Curry points out that it is important to distinguish between Northwestern Virginia, Southwestern Virginia, and the Shenandoah Valley. There had indeed been a time when all three of these regions had been united against the slaveholders of eastern Virginia. The goals of the West at that time had been universal manhood suffrage, popular election of the governor (and of judges, etc.), abolition of the governor's council, increased representation in the General Assembly, and an end to tax discrimination in favor of slave property. By 1830, the Valley had deserted the west, politically; and the Tran-Allegheny Southwest followed suit over the next few decades, leaving the Northwest as the only true "west." Partly, this was because slavery was taking root in these areas (especially the Valley) more than in the Northwest; also because internal improvements linked the Valley and the Southwest to the rest of Virginia.
Not only did the Northwest not get any program of internal improvements comparable to the Valley or the Southwest but such improvements as she *did* get, such as the Cumberland Road and the Baltimore and Ohio Railroad (the latter was hampered at every turn by the Virginia legislature and did not reach Wheeling until 1852) tended to link her to the North, not the South. Furthermore, the rivers of the area flowed westward into the Ohio, which encouraged trade with the Northwest, not the South. And of course slavery was not likely to flourish in a cold, mountainous area. Finally, not only did places like Wheeling become industrial centers, but they got a considerable Northern migration.
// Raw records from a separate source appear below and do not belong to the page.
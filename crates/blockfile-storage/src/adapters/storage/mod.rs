//! Storage Adapters
//!
//! Implementations of the `KeyValueStore` trait.

mod file;
mod memory;

pub(crate) use file::sync_parent_dir;
pub use file::FileBackedKVStore;
pub use memory::InMemoryKVStore;
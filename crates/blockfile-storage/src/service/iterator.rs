//! # Block Iterator
//!
//! Ordered, finite scan over committed blocks. The upper bound is the height
//! at creation; later appends are not observed.

use ledger_types::Block;

use crate::adapters::blockfile::BlockfileReader;
use crate::domain::entities::Location;
use crate::domain::errors::StorageError;
use crate::ports::outbound::{BlockSerializer, KeyValueStore};

use super::BlockfileManager;

/// Yields blocks `start..=last` of a ledger, then `None`.
///
/// Holds at most one open blockfile, switching when the scan crosses into
/// the next file. The handle is released by [`close`](Self::close), at the
/// end of the scan, after the first error, or on drop.
pub struct BlocksIterator<'a, KV, BS>
where
    KV: KeyValueStore,
    BS: BlockSerializer,
{
    manager: &'a BlockfileManager<KV, BS>,
    reader: Option<BlockfileReader>,
    next: u64,
    last: u64,
}

impl<'a, KV, BS> BlocksIterator<'a, KV, BS>
where
    KV: KeyValueStore,
    BS: BlockSerializer,
{
    pub(crate) fn new(manager: &'a BlockfileManager<KV, BS>, start: u64) -> Self {
        let last = manager.checkpoint_info().last_block_number;
        Self {
            manager,
            reader: Some(BlockfileReader::new(manager.dir())),
            next: start.max(1),
            last,
        }
    }

    /// Number of the next block to yield.
    pub fn position(&self) -> u64 {
        self.next
    }

    /// Last block this iterator will yield.
    pub fn last_block(&self) -> u64 {
        self.last
    }

    /// Stop the scan and release the file handle.
    pub fn close(&mut self) {
        self.reader = None;
    }

    fn read(&mut self, number: u64) -> Result<Block, StorageError> {
        let location = self.locate(number)?;
        let reader = self.reader.as_mut().ok_or(StorageError::Closed)?;
        let bytes = reader.read_location(&location)?;
        let block = self.manager.decode_at(&location, &bytes)?;
        if block.number != number {
            return Err(StorageError::UnrecoverableLedger {
                suffix: location.file_suffix,
                offset: location.offset,
                reason: format!("index points block {number} at block {}", block.number),
            });
        }
        Ok(block)
    }

    fn locate(&self, number: u64) -> Result<Location, StorageError> {
        self.manager
            .committed
            .read()
            .index
            .location_of(number)
            .ok_or(StorageError::BlockNotFound { number })
    }
}

impl<KV, BS> Iterator for BlocksIterator<'_, KV, BS>
where
    KV: KeyValueStore,
    BS: BlockSerializer,
{
    type Item = Result<Block, StorageError>;

    fn next(&mut self) -> Option<Self::Item> {
        if self.reader.is_none() {
            return None;
        }
        if self.next > self.last {
            self.close();
            return None;
        }

        let result = self.read(self.next);
        match result {
            Ok(_) => self.next += 1,
            Err(_) => self.close(),
        }
        Some(result)
    }

    fn size_hint(&self) -> (usize, Option<usize>) {
        if self.reader.is_none() || self.next > self.last {
            return (0, Some(0));
        }
        let remaining = usize::try_from(self.last - self.next + 1).unwrap_or(usize::MAX);
        (0, Some(remaining))
    }
}
//! # File Store Tests

use super::*;
use crate::domain::codec::frame;
use crate::domain::errors::FileStoreError;
use tempfile::TempDir;

#[test]
fn test_blockfile_naming() {
    let dir = Path::new("/ledger");
    assert_eq!(
        blockfile_path(dir, 0),
        PathBuf::from("/ledger/blockfile_000000")
    );
    assert_eq!(
        blockfile_path(dir, 1_234_567),
        PathBuf::from("/ledger/blockfile_1234567")
    );
    assert_eq!(parse_suffix("blockfile_000042"), Some(42));
    assert_eq!(parse_suffix("blockfile_42"), None);
    assert_eq!(parse_suffix("blockfile_00004x"), None);
    assert_eq!(parse_suffix("checkpoint"), None);
}

#[test]
fn test_highest_suffix_ignores_other_files() {
    let dir = TempDir::new().unwrap();
    assert_eq!(highest_suffix(dir.path()).unwrap(), None);

    BlockfileWriter::open(dir.path(), 0).unwrap();
    BlockfileWriter::open(dir.path(), 2).unwrap();
    std::fs::write(dir.path().join("checkpoint"), b"x").unwrap();
    std::fs::write(dir.path().join("blockfile_000009.tmp"), b"x").unwrap();

    assert_eq!(highest_suffix(dir.path()).unwrap(), Some(2));
}

#[test]
fn test_append_returns_offset_after_write() {
    let dir = TempDir::new().unwrap();
    let mut writer = BlockfileWriter::open(dir.path(), 0).unwrap();
    assert_eq!(writer.offset(), 0);
    assert_eq!(writer.append(b"hello", true).unwrap(), 5);
    assert_eq!(writer.append(b" world", false).unwrap(), 11);
    writer.close().unwrap();

    let writer = BlockfileWriter::open(dir.path(), 0).unwrap();
    assert_eq!(writer.offset(), 11, "reopen resumes at file length");
}

#[test]
fn test_read_at_and_short_read() {
    let dir = TempDir::new().unwrap();
    let mut writer = BlockfileWriter::open(dir.path(), 0).unwrap();
    writer.append(b"0123456789", true).unwrap();

    let mut reader = BlockfileReader::new(dir.path());
    assert_eq!(reader.read_at(0, 2, 3).unwrap(), b"234".to_vec());
    assert_eq!(reader.open_suffix(), Some(0));

    match reader.read_at(0, 8, 5) {
        Err(FileStoreError::ShortRead {
            wanted, available, ..
        }) => {
            assert_eq!(wanted, 5);
            assert_eq!(available, 2);
        }
        other => panic!("Expected ShortRead, got {other:?}"),
    }

    reader.release();
    assert_eq!(reader.open_suffix(), None);
}

#[test]
fn test_reader_switches_files() {
    let dir = TempDir::new().unwrap();
    let mut writer = BlockfileWriter::open(dir.path(), 0).unwrap();
    writer.append(b"first", true).unwrap();
    let mut writer = writer.roll().unwrap();
    assert_eq!(writer.suffix(), 1);
    assert_eq!(writer.offset(), 0);
    writer.append(b"second", true).unwrap();

    let mut reader = BlockfileReader::new(dir.path());
    assert_eq!(reader.read_at(0, 0, 5).unwrap(), b"first".to_vec());
    assert_eq!(reader.read_at(1, 0, 6).unwrap(), b"second".to_vec());
    assert_eq!(reader.open_suffix(), Some(1));
}

#[test]
fn test_truncate() {
    let dir = TempDir::new().unwrap();
    let mut writer = BlockfileWriter::open(dir.path(), 0).unwrap();
    writer.append(b"keep-this-drop-that", true).unwrap();
    writer.truncate(9).unwrap();
    assert_eq!(writer.offset(), 9);
    writer.append(b"!", true).unwrap();

    let bytes = std::fs::read(writer.path()).unwrap();
    assert_eq!(bytes, b"keep-this!".to_vec());
}

#[test]
fn test_scanner_reads_records_to_clean_end() {
    let dir = TempDir::new().unwrap();
    let mut writer = BlockfileWriter::open(dir.path(), 3).unwrap();
    let first = frame(b"alpha");
    let second = frame(&[7u8; 200]);
    writer.append(&first.bytes, true).unwrap();
    writer.append(&second.bytes, true).unwrap();

    let mut scanner = RecordScanner::open(dir.path(), 3, 0).unwrap();
    let a = scanner.next_record().unwrap().unwrap();
    assert_eq!(a.payload, b"alpha".to_vec());
    assert_eq!(a.location(), crate::domain::entities::Location::new(3, 1, 5));

    let b = scanner.next_record().unwrap().unwrap();
    assert_eq!(b.header_len, 2);
    assert_eq!(b.offset, first.len());
    assert_eq!(b.end(), first.len() + second.len());

    assert!(scanner.next_record().unwrap().is_none());
    assert_eq!(scanner.position(), scanner.file_len());
}

#[test]
fn test_scanner_resumes_from_offset() {
    let dir = TempDir::new().unwrap();
    let mut writer = BlockfileWriter::open(dir.path(), 0).unwrap();
    let first = frame(b"one");
    writer.append(&first.bytes, true).unwrap();
    writer.append(&frame(b"two").bytes, true).unwrap();

    let mut scanner = RecordScanner::open(dir.path(), 0, first.len()).unwrap();
    assert_eq!(scanner.next_record().unwrap().unwrap().payload, b"two".to_vec());
    assert!(scanner.next_record().unwrap().is_none());
}

#[test]
fn test_scanner_detects_torn_payload() {
    let dir = TempDir::new().unwrap();
    let mut writer = BlockfileWriter::open(dir.path(), 0).unwrap();
    let good = frame(b"complete");
    writer.append(&good.bytes, true).unwrap();
    let torn = frame(&[1u8; 1000]);
    writer.append(&torn.bytes[..50], true).unwrap();

    let mut scanner = RecordScanner::open(dir.path(), 0, 0).unwrap();
    assert!(scanner.next_record().unwrap().is_some());
    let err = scanner.next_record().unwrap_err();
    assert!(err.is_torn_record());
    assert!(matches!(err, FileStoreError::ShortRead { offset, .. } if offset == good.len()));
}

#[test]
fn test_scanner_detects_torn_length_prefix() {
    let dir = TempDir::new().unwrap();
    let mut writer = BlockfileWriter::open(dir.path(), 0).unwrap();
    // First byte of a two-byte varint.
    writer.append(&[0xE8], true).unwrap();

    let mut scanner = RecordScanner::open(dir.path(), 0, 0).unwrap();
    assert!(matches!(
        scanner.next_record(),
        Err(FileStoreError::ShortRead { offset: 0, .. })
    ));
}

#[test]
fn test_scanner_detects_overlong_length_prefix() {
    let dir = TempDir::new().unwrap();
    let mut writer = BlockfileWriter::open(dir.path(), 0).unwrap();
    writer.append(&[0xFF; 16], true).unwrap();

    let mut scanner = RecordScanner::open(dir.path(), 0, 0).unwrap();
    assert!(matches!(
        scanner.next_record(),
        Err(FileStoreError::MalformedHeader { .. })
    ));
}

#[cfg(target_os = "linux")]
#[test]
fn test_failed_append_keeps_offset() {
    let full = std::path::Path::new("/dev/full");
    if !full.exists() {
        return;
    }
    let dir = TempDir::new().unwrap();
    std::os::unix::fs::symlink(full, blockfile_path(dir.path(), 0)).unwrap();

    // Writes fail with ENOSPC and the cut back is refused; both are reported
    // without moving the offset.
    let mut writer = BlockfileWriter::open(dir.path(), 0).unwrap();
    let err = writer.append(&frame(b"block").bytes, true).unwrap_err();
    assert!(matches!(err, FileStoreError::Io { .. }));
    assert!(!err.is_torn_record());
    assert_eq!(writer.offset(), 0);
}
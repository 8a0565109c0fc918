//! # File Lock Implementation
//!
//! Uses `fs2` for cross-platform file locking (flock on Unix, LockFile on Windows).

use std::fs::{File, OpenOptions};
use std::io::{self, Write};
use std::path::{Path, PathBuf};

use fs2::FileExt;
use thiserror::Error;

/// Lock file name inside a ledger directory.
pub const LOCK_FILE: &str = "LOCK";

/// Errors from ledger locking.
#[derive(Debug, Error)]
pub enum LockError {
    /// Lock file could not be created
    #[error("Failed to create lock file: {0}")]
    CreateFailed(#[source] io::Error),

    /// Ledger is already locked by another holder
    #[error("Ledger already in use{} ({})", holder(.pid), .path.display())]
    AlreadyLocked { pid: Option<u32>, path: PathBuf },

    /// Failed to write PID to lock file
    #[error("Failed to write PID to lock file: {0}")]
    WriteFailed(#[source] io::Error),
}

fn holder(pid: &Option<u32>) -> String {
    pid.map(|p| format!(" by process {p}")).unwrap_or_default()
}

/// Exclusive lock on a ledger directory.
///
/// Acquired when a ledger is opened, released on drop (RAII). The lock is
/// advisory; a second handle in the same process is refused just like one
/// in another process.
#[derive(Debug)]
pub struct DatabaseLock {
    /// Kept open to hold the lock.
    file: File,
    path: PathBuf,
    pid: u32,
}

impl DatabaseLock {
    /// Try once to take the lock on `dir`. Never blocks.
    ///
    /// # Errors
    ///
    /// `LockError::AlreadyLocked` if someone else holds it.
    pub fn acquire(dir: &Path) -> Result<Self, LockError> {
        let path = dir.join(LOCK_FILE);

        // Not truncated here: the holder's PID must survive a failed attempt.
        let mut file = OpenOptions::new()
            .create(true)
            .truncate(false)
            .read(true)
            .write(true)
            .open(&path)
            .map_err(LockError::CreateFailed)?;

        if file.try_lock_exclusive().is_err() {
            return Err(LockError::AlreadyLocked {
                pid: Self::read_existing_pid(&path),
                path,
            });
        }

        let pid = std::process::id();
        file.set_len(0).map_err(LockError::WriteFailed)?;
        writeln!(file, "{pid}").map_err(LockError::WriteFailed)?;
        file.sync_all().map_err(LockError::WriteFailed)?;

        Ok(Self { file, path, pid })
    }

    /// PID written into the lock file.
    pub fn pid(&self) -> u32 {
        self.pid
    }

    pub fn path(&self) -> &Path {
        &self.path
    }

    fn read_existing_pid(path: &Path) -> Option<u32> {
        std::fs::read_to_string(path)
            .ok()
            .and_then(|s| s.trim().parse().ok())
    }
}

impl Drop for DatabaseLock {
    /// Unlocks only; the file stays so every holder locks the same inode.
    fn drop(&mut self) {
        #[allow(clippy::incompatible_msrv)]
        let unlocked = FileExt::unlock(&self.file);
        if let Err(e) = unlocked {
            tracing::warn!(
                "[blkstorage] Failed to unlock {}: {}",
                self.path.display(),
                e
            );
        }
    }
}
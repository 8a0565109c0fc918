use crate::domain::errors::KVStoreError;
use crate::ports::outbound::{BatchOperation, KeyValueStore, ScanResult};
use std::collections::HashMap;
use std::fs::{File, OpenOptions};
use std::io::{Read, Write};
use std::path::{Path, PathBuf};

/// Frame header: crc32 of the body followed by the body length.
const FRAME_HEADER_LEN: usize = 8;

const TAG_PUT: u8 = 0;
const TAG_DELETE: u8 = 1;

/// Superseded entries tolerated before `needs_compaction` reports true.
const COMPACTION_MIN_DEAD: usize = 1024;

/// File-backed key-value store built on an append-only journal.
///
/// Every `atomic_batch_write` appends one frame and syncs it:
///
/// ```text
/// frame := crc32(body):u32 || body_len:u32 || body
/// body  := op_count:u32 || op*
/// op    := 0:u8 || key_len:u32 || key || value_len:u32 || value   (put)
///        | 1:u8 || key_len:u32 || key                            (delete)
/// ```
///
/// On open the journal is replayed into memory. A torn or checksum-failing
/// frame ends the replay and is cut off, so a batch is either fully applied
/// or absent.
pub struct FileBackedKVStore {
    data: HashMap<Vec<u8>, Vec<u8>>,
    path: PathBuf,
    file: File,
    /// Bytes of complete frames.
    journal_len: u64,
    dead_entries: usize,
}

impl FileBackedKVStore {
    /// Open (or create) the journal at the given path.
    pub fn open<P: AsRef<Path>>(path: P) -> Result<Self, KVStoreError> {
        let path = path.as_ref().to_path_buf();

        if let Some(parent) = path.parent() {
            std::fs::create_dir_all(parent).map_err(KVStoreError::io)?;
        }

        let mut file = OpenOptions::new()
            .read(true)
            .append(true)
            .create(true)
            .open(&path)
            .map_err(KVStoreError::io)?;

        let mut bytes = Vec::new();
        file.read_to_end(&mut bytes).map_err(KVStoreError::io)?;

        let replay = replay_journal(&bytes);
        if replay.valid_len < bytes.len() {
            tracing::warn!(
                "[blkstorage] Index journal {} has a torn tail: discarding {} bytes",
                path.display(),
                bytes.len() - replay.valid_len
            );
            file.set_len(replay.valid_len as u64)
                .map_err(KVStoreError::io)?;
            file.sync_all().map_err(KVStoreError::io)?;
        }

        tracing::debug!(
            "[blkstorage] Loaded {} keys from {} ({} frames)",
            replay.data.len(),
            path.display(),
            replay.frames
        );

        Ok(Self {
            data: replay.data,
            path,
            file,
            journal_len: replay.valid_len as u64,
            dead_entries: replay.dead_entries,
        })
    }

    /// Path of the journal file.
    pub fn path(&self) -> &Path {
        &self.path
    }

    /// Number of live keys.
    pub fn len(&self) -> usize {
        self.data.len()
    }

    pub fn is_empty(&self) -> bool {
        self.data.is_empty()
    }

    /// Whether superseded entries outnumber live ones enough to rewrite.
    pub fn needs_compaction(&self) -> bool {
        self.dead_entries >= COMPACTION_MIN_DEAD && self.dead_entries > self.data.len()
    }

    /// Rewrite the journal as a single frame holding the live keys.
    ///
    /// Written to a temp file, synced, then renamed over the journal.
    pub fn compact(&mut self) -> Result<(), KVStoreError> {
        let operations: Vec<BatchOperation> = self
            .data
            .iter()
            .map(|(k, v)| BatchOperation::put(k.clone(), v.clone()))
            .collect();
        let frame = encode_frame(&operations);

        let temp_path = self.path.with_extension("tmp");
        let mut temp = File::create(&temp_path).map_err(KVStoreError::io)?;
        temp.write_all(&frame).map_err(KVStoreError::io)?;
        temp.sync_all().map_err(KVStoreError::io)?;
        drop(temp);

        std::fs::rename(&temp_path, &self.path).map_err(KVStoreError::io)?;
        sync_parent_dir(&self.path);

        self.file = OpenOptions::new()
            .read(true)
            .append(true)
            .open(&self.path)
            .map_err(KVStoreError::io)?;

        tracing::info!(
            "[blkstorage] Compacted index journal {}: {} live keys, {} superseded entries dropped",
            self.path.display(),
            self.data.len(),
            self.dead_entries
        );
        self.journal_len = frame.len() as u64;
        self.dead_entries = 0;
        Ok(())
    }

    fn apply(&mut self, operations: Vec<BatchOperation>) {
        for op in operations {
            let replaced = match op {
                BatchOperation::Put { key, value } => self.data.insert(key, value).is_some(),
                BatchOperation::Delete { key } => self.data.remove(&key).is_some(),
            };
            if replaced {
                self.dead_entries += 1;
            }
        }
    }
}

impl KeyValueStore for FileBackedKVStore {
    fn get(&self, key: &[u8]) -> Result<Option<Vec<u8>>, KVStoreError> {
        Ok(self.data.get(key).cloned())
    }

    fn atomic_batch_write(&mut self, operations: Vec<BatchOperation>) -> Result<(), KVStoreError> {
        if operations.is_empty() {
            return Ok(());
        }

        let frame = encode_frame(&operations);
        let written = self
            .file
            .write_all(&frame)
            .and_then(|()| self.file.sync_data());
        if let Err(e) = written {
            // Cut the partial frame so later frames stay reachable on replay.
            if let Err(cut) = self.file.set_len(self.journal_len) {
                tracing::warn!(
                    "[blkstorage] Could not cut index journal {} back to {} bytes: {}",
                    self.path.display(),
                    self.journal_len,
                    cut
                );
            }
            return Err(KVStoreError::io(e));
        }
        self.journal_len += frame.len() as u64;

        self.apply(operations);
        Ok(())
    }

    fn exists(&self, key: &[u8]) -> Result<bool, KVStoreError> {
        Ok(self.data.contains_key(key))
    }

    fn prefix_scan(&self, prefix: &[u8]) -> Result<ScanResult, KVStoreError> {
        let results: Vec<_> = self
            .data
            .iter()
            .filter(|(k, _)| k.starts_with(prefix))
            .map(|(k, v)| (k.clone(), v.clone()))
            .collect();
        Ok(results)
    }
}

fn encode_frame(operations: &[BatchOperation]) -> Vec<u8> {
    let mut body = Vec::new();
    body.extend_from_slice(&(operations.len() as u32).to_le_bytes());
    for op in operations {
        match op {
            BatchOperation::Put { key, value } => {
                body.push(TAG_PUT);
                body.extend_from_slice(&(key.len() as u32).to_le_bytes());
                body.extend_from_slice(key);
                body.extend_from_slice(&(value.len() as u32).to_le_bytes());
                body.extend_from_slice(value);
            }
            BatchOperation::Delete { key } => {
                body.push(TAG_DELETE);
                body.extend_from_slice(&(key.len() as u32).to_le_bytes());
                body.extend_from_slice(key);
            }
        }
    }

    let mut frame = Vec::with_capacity(FRAME_HEADER_LEN + body.len());
    frame.extend_from_slice(&crc32fast::hash(&body).to_le_bytes());
    frame.extend_from_slice(&(body.len() as u32).to_le_bytes());
    frame.extend_from_slice(&body);
    frame
}

struct Replay {
    data: HashMap<Vec<u8>, Vec<u8>>,
    valid_len: usize,
    frames: usize,
    dead_entries: usize,
}

fn replay_journal(bytes: &[u8]) -> Replay {
    let mut replay = Replay {
        data: HashMap::new(),
        valid_len: 0,
        frames: 0,
        dead_entries: 0,
    };

    let mut cursor = 0;
    while cursor + FRAME_HEADER_LEN <= bytes.len() {
        let crc = read_u32(bytes, cursor);
        let body_len = read_u32(bytes, cursor + 4) as usize;
        let body_start = cursor + FRAME_HEADER_LEN;
        let Some(body) = bytes.get(body_start..body_start + body_len) else {
            break;
        };
        if crc32fast::hash(body) != crc {
            break;
        }
        let Some(operations) = decode_body(body) else {
            break;
        };
        for op in operations {
            let replaced = match op {
                BatchOperation::Put { key, value } => replay.data.insert(key, value).is_some(),
                BatchOperation::Delete { key } => replay.data.remove(&key).is_some(),
            };
            if replaced {
                replay.dead_entries += 1;
            }
        }
        cursor = body_start + body_len;
        replay.valid_len = cursor;
        replay.frames += 1;
    }

    replay
}

fn decode_body(body: &[u8]) -> Option<Vec<BatchOperation>> {
    let mut cursor = 0;
    let count = read_u32_checked(body, &mut cursor)? as usize;
    let mut operations = Vec::with_capacity(count.min(body.len()));
    for _ in 0..count {
        let tag = *body.get(cursor)?;
        cursor += 1;
        let key = read_slice(body, &mut cursor)?.to_vec();
        match tag {
            TAG_PUT => {
                let value = read_slice(body, &mut cursor)?.to_vec();
                operations.push(BatchOperation::Put { key, value });
            }
            TAG_DELETE => operations.push(BatchOperation::Delete { key }),
            _ => return None,
        }
    }
    (cursor == body.len()).then_some(operations)
}

fn read_u32(bytes: &[u8], at: usize) -> u32 {
    let mut buf = [0u8; 4];
    buf.copy_from_slice(&bytes[at..at + 4]);
    u32::from_le_bytes(buf)
}

fn read_u32_checked(bytes: &[u8], cursor: &mut usize) -> Option<u32> {
    let slice = bytes.get(*cursor..*cursor + 4)?;
    *cursor += 4;
    Some(u32::from_le_bytes(slice.try_into().ok()?))
}

fn read_slice<'a>(bytes: &'a [u8], cursor: &mut usize) -> Option<&'a [u8]> {
    let len = read_u32_checked(bytes, cursor)? as usize;
    let slice = bytes.get(*cursor..*cursor + len)?;
    *cursor += len;
    Some(slice)
}

/// Best-effort fsync of the directory holding `path`, so a rename survives
/// power loss.
pub(crate) fn sync_parent_dir(path: &Path) {
    #[cfg(unix)]
    if let Some(parent) = path.parent() {
        if let Ok(dir) = File::open(parent) {
            let _ = dir.sync_all();
        }
    }
    #[cfg(not(unix))]
    let _ = path;
}

#[cfg(test)]
mod tests {
    use super::*;
    use tempfile::TempDir;

    fn journal_path(dir: &TempDir) -> PathBuf {
        dir.path().join("index.journal")
    }

    #[test]
    fn test_persists_across_reopen() {
        let dir = TempDir::new().unwrap();
        {
            let mut store = FileBackedKVStore::open(journal_path(&dir)).unwrap();
            store.put(b"a", b"1").unwrap();
            store
                .atomic_batch_write(vec![
                    BatchOperation::put(b"b".to_vec(), b"2".to_vec()),
                    BatchOperation::delete(b"a".to_vec()),
                ])
                .unwrap();
        }

        let store = FileBackedKVStore::open(journal_path(&dir)).unwrap();
        assert_eq!(store.get(b"a").unwrap(), None);
        assert_eq!(store.get(b"b").unwrap(), Some(b"2".to_vec()));
        assert_eq!(store.len(), 1);
    }

    #[test]
    fn test_torn_frame_is_discarded() {
        let dir = TempDir::new().unwrap();
        let path = journal_path(&dir);
        {
            let mut store = FileBackedKVStore::open(&path).unwrap();
            store.put(b"kept", b"yes").unwrap();
            store.put(b"torn", b"no").unwrap();
        }
        let full_len = std::fs::metadata(&path).unwrap().len();
        let file = OpenOptions::new().write(true).open(&path).unwrap();
        file.set_len(full_len - 3).unwrap();
        drop(file);

        let mut store = FileBackedKVStore::open(&path).unwrap();
        assert_eq!(store.get(b"kept").unwrap(), Some(b"yes".to_vec()));
        assert_eq!(store.get(b"torn").unwrap(), None);

        // Appends after the cut replay cleanly.
        store.put(b"after", b"ok").unwrap();
        drop(store);
        let store = FileBackedKVStore::open(&path).unwrap();
        assert_eq!(store.get(b"after").unwrap(), Some(b"ok".to_vec()));
        assert_eq!(store.len(), 2);
    }

    #[test]
    fn test_checksum_mismatch_stops_replay() {
        let dir = TempDir::new().unwrap();
        let path = journal_path(&dir);
        {
            let mut store = FileBackedKVStore::open(&path).unwrap();
            store.put(b"first", b"1").unwrap();
            store.put(b"second", b"2").unwrap();
        }
        let mut bytes = std::fs::read(&path).unwrap();
        let last = bytes.len() - 1;
        bytes[last] ^= 0xFF;
        std::fs::write(&path, &bytes).unwrap();

        let store = FileBackedKVStore::open(&path).unwrap();
        assert_eq!(store.get(b"first").unwrap(), Some(b"1".to_vec()));
        assert_eq!(store.get(b"second").unwrap(), None);
    }

    #[test]
    fn test_compaction_preserves_live_keys() {
        let dir = TempDir::new().unwrap();
        let path = journal_path(&dir);
        let mut store = FileBackedKVStore::open(&path).unwrap();
        for i in 0..(COMPACTION_MIN_DEAD + 10) {
            store.put(b"counter", &(i as u64).to_le_bytes()).unwrap();
        }
        store.put(b"other", b"x").unwrap();
        assert!(store.needs_compaction());

        let before = std::fs::metadata(&path).unwrap().len();
        store.compact().unwrap();
        assert!(!store.needs_compaction());
        assert!(std::fs::metadata(&path).unwrap().len() < before);

        store.put(b"post", b"compaction").unwrap();
        drop(store);

        let store = FileBackedKVStore::open(&path).unwrap();
        assert_eq!(
            store.get(b"counter").unwrap(),
            Some(((COMPACTION_MIN_DEAD + 9) as u64).to_le_bytes().to_vec())
        );
        assert_eq!(store.get(b"other").unwrap(), Some(b"x".to_vec()));
        assert_eq!(store.get(b"post").unwrap(), Some(b"compaction".to_vec()));
    }

    #[test]
    fn test_prefix_scan() {
        let dir = TempDir::new().unwrap();
        let mut store = FileBackedKVStore::open(journal_path(&dir)).unwrap();
        store.put(b"t:tx1", b"a").unwrap();
        store.put(b"t:tx2", b"b").unwrap();
        store.put(b"n:1", b"c").unwrap();
        assert_eq!(store.prefix_scan(b"t:").unwrap().len(), 2);
    }
}
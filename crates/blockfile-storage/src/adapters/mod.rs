//! # Adapters Layer
//!
//! Concrete implementations behind the ports, plus the on-disk pieces of a
//! ledger directory.
//!
//! - `blockfile` - Numbered append-only blockfiles
//! - `checkpoint` - Durable checkpoint slot
//! - `lock` - Process-level ledger lock
//! - `serializer` - Block serialization
//! - `storage` - Key-value stores for the index

pub mod blockfile;
pub mod checkpoint;
pub mod lock;
pub mod serializer;
pub mod storage;

pub use blockfile::{BlockfileReader, BlockfileWriter, RecordScanner};
pub use checkpoint::{CheckpointManager, CHECKPOINT_FILE};
pub use lock::{DatabaseLock, LockError};
pub use serializer::BincodeBlockSerializer;
pub use storage::{FileBackedKVStore, InMemoryKVStore};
Thus far, Curry agrees with the traditional or "pro-Union" account of the origins of West Virginia. But he emphasizes an often-neglected point: West Virginia included a large number of Southwestern and Valley counties, and even Northwestern counties were not *all* against secession. He argues that the vote was about 30,000 to 10,000 against secession in northwestern Virginia but 9,000 to 4,000 for it in the other areas of the future West Virginia--which btw in terms of area (as distinguished from population) made up a majority of the state. The counties he gives as favoring secession are Logan, Boone, Wyoming, Mac Dowell, Mercer, Raleigh, Monroe, Greenbrier, Fayette, Nicholas, Clay, Roane, Calhoun, Gilmore, Braxton, Webster, Pocahontas, Randolph, Barbour, Tucker, Pendleton, Hardy, Hampshire, and Jefferson. (The present-day counties of Mingo, Grant, and Mineral did not yet exist; they were within pro-secessionist counties.)
So, while the creation of a West Virginia was logical, it was by no means inevitable that it should have its current borders. Half the counties and at least 36 percent of the population of what was to be West Virginia favored secession. (Secessionist sympathies in some counties may have eventually become stronger than the vote indicates. For example, Berkeley County, in the Valley, voted against secession, but furnished at least 400 Confederate troops as opposed to 200 Union soldiers.) A West Virginia confined to the counties which actually opposed secession would be an interesting what-if. It would have been much more Republican and much more "northern" in orientation than the West Virginia of OTL, which was Democratic for decades after the Civil War--once the test oaths were removed)--due to a coalition of ex-Confederates and ex-Copperheads.
Interestingly, at the 1861 Wheeling convention, John Carlile argued for a state of "New Virginia" that would not have included the Southwestern or Valley counties. The proper boundaries of the new state were also a subject of much debate at the 1863 constitutional convention.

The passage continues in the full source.